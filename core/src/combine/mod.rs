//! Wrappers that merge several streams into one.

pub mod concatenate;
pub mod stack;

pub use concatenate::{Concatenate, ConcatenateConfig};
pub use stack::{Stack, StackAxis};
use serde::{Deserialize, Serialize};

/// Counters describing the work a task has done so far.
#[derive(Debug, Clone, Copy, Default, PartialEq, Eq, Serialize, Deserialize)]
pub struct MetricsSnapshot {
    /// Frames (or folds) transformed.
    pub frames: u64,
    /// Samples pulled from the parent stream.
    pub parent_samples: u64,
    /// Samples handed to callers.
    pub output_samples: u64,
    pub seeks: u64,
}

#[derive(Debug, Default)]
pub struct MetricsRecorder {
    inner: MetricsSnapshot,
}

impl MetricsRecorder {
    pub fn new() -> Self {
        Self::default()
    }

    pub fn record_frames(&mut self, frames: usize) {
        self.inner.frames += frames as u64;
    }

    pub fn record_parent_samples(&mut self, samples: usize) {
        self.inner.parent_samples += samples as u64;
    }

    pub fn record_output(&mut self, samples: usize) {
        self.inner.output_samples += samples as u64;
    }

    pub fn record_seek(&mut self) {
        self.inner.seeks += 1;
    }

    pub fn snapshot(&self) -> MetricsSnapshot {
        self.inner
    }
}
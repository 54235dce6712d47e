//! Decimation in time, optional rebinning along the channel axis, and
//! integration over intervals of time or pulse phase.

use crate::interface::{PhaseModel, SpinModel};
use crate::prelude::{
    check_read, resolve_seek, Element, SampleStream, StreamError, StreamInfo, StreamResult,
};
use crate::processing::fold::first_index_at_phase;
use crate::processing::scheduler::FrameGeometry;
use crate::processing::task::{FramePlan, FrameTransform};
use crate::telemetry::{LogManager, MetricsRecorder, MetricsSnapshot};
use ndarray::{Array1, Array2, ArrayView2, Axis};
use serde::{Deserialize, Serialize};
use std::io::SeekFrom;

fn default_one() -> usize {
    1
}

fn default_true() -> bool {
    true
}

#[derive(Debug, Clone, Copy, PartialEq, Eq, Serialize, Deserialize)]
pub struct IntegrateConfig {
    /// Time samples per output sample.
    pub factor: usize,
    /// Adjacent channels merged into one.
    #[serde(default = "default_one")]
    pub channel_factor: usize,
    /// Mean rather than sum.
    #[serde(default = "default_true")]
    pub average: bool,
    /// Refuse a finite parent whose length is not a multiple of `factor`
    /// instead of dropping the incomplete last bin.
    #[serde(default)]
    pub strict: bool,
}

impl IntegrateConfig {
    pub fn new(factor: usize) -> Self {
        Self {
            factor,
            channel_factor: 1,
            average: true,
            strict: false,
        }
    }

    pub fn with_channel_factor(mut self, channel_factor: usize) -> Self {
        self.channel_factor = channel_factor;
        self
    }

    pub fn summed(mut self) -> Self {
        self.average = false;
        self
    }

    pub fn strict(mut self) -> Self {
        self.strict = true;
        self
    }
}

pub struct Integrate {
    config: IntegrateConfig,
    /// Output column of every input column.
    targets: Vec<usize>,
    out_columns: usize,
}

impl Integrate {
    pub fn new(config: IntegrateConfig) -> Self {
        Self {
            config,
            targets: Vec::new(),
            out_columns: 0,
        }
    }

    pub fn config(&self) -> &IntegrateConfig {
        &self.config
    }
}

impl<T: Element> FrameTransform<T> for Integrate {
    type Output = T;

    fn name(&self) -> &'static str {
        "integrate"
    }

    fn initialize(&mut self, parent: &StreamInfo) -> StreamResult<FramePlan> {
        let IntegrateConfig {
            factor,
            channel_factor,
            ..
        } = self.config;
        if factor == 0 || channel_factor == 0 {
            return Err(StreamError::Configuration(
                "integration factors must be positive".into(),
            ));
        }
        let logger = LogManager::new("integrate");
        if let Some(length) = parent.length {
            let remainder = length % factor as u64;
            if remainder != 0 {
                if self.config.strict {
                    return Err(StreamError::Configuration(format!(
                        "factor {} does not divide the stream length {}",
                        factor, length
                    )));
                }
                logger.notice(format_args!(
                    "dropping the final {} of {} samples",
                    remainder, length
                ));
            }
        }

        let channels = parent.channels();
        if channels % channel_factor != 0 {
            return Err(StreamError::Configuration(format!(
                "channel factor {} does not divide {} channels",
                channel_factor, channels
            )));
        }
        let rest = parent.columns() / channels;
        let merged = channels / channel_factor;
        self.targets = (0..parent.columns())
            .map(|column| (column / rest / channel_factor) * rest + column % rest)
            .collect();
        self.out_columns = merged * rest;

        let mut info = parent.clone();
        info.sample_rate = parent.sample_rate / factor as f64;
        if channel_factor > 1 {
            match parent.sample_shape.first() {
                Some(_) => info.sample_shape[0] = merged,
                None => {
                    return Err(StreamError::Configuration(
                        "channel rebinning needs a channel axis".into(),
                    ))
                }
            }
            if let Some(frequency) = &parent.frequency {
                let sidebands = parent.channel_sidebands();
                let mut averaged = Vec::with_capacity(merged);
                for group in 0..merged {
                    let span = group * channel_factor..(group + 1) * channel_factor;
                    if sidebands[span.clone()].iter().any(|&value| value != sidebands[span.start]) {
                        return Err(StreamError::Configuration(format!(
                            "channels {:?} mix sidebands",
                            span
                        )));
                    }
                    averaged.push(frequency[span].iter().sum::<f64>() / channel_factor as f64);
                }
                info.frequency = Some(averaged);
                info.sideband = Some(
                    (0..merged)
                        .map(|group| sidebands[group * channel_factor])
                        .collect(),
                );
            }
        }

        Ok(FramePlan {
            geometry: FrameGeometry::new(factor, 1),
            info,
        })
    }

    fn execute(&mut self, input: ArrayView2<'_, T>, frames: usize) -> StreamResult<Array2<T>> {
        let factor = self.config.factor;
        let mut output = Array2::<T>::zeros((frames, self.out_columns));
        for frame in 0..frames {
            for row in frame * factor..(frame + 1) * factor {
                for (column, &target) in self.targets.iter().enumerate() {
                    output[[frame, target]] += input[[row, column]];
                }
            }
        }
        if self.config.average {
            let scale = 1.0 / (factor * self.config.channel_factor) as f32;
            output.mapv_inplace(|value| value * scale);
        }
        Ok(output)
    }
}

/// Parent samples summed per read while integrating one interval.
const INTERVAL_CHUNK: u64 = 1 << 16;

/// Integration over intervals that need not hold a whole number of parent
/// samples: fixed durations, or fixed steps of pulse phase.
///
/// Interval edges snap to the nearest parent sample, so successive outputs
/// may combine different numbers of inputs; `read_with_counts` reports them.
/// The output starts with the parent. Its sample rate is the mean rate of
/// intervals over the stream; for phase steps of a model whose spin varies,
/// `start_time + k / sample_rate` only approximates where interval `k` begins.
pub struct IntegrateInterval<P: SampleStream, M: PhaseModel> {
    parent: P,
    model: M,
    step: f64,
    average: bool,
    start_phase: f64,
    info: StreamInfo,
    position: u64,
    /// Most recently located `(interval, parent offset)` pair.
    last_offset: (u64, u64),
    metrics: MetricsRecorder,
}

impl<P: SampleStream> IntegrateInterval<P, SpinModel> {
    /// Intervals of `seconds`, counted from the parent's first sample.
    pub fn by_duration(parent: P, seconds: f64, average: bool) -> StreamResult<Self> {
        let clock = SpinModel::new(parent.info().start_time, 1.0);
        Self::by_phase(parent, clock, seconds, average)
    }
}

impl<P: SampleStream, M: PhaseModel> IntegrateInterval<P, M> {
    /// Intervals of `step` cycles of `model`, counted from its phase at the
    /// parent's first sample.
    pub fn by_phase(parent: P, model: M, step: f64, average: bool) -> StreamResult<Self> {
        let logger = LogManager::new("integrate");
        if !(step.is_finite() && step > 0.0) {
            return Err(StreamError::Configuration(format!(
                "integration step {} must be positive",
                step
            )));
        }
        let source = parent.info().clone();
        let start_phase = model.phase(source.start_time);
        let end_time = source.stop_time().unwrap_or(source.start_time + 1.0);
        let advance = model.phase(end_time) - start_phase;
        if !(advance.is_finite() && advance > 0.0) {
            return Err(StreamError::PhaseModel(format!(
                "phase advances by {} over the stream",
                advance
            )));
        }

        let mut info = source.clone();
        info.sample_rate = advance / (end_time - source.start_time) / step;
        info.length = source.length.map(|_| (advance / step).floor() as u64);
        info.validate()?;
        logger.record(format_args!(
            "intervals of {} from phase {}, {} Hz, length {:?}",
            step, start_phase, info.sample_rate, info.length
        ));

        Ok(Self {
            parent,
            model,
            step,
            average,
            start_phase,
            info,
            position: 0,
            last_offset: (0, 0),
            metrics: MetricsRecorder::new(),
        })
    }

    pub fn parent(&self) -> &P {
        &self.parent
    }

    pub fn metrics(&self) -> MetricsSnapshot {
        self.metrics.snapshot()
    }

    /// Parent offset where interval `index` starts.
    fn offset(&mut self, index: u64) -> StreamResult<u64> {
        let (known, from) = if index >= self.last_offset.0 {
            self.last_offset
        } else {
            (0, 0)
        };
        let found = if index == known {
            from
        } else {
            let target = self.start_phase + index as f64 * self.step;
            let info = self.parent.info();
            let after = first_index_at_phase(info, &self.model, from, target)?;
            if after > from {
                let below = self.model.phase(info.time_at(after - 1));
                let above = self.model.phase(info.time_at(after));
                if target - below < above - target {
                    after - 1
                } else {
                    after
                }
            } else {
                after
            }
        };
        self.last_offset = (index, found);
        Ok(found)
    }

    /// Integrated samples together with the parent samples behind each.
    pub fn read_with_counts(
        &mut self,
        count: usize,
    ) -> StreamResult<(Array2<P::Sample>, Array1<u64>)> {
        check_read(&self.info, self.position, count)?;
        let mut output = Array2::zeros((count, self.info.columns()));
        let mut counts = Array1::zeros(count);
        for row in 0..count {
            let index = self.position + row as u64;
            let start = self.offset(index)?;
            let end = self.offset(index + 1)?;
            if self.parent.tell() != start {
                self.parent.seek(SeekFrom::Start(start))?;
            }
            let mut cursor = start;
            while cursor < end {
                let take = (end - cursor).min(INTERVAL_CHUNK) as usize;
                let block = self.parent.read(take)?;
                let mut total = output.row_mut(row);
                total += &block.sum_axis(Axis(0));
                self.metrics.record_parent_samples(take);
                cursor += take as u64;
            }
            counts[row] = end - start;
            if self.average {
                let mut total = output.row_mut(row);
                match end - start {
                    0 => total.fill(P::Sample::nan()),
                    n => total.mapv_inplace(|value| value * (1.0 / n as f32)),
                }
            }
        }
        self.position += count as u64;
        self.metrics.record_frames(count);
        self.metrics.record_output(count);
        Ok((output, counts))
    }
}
--- --- ---
What the task requires:
Could you give the number of lines in the entries that contain the string "must"? Only the number, please.

Answer to the exercise:
2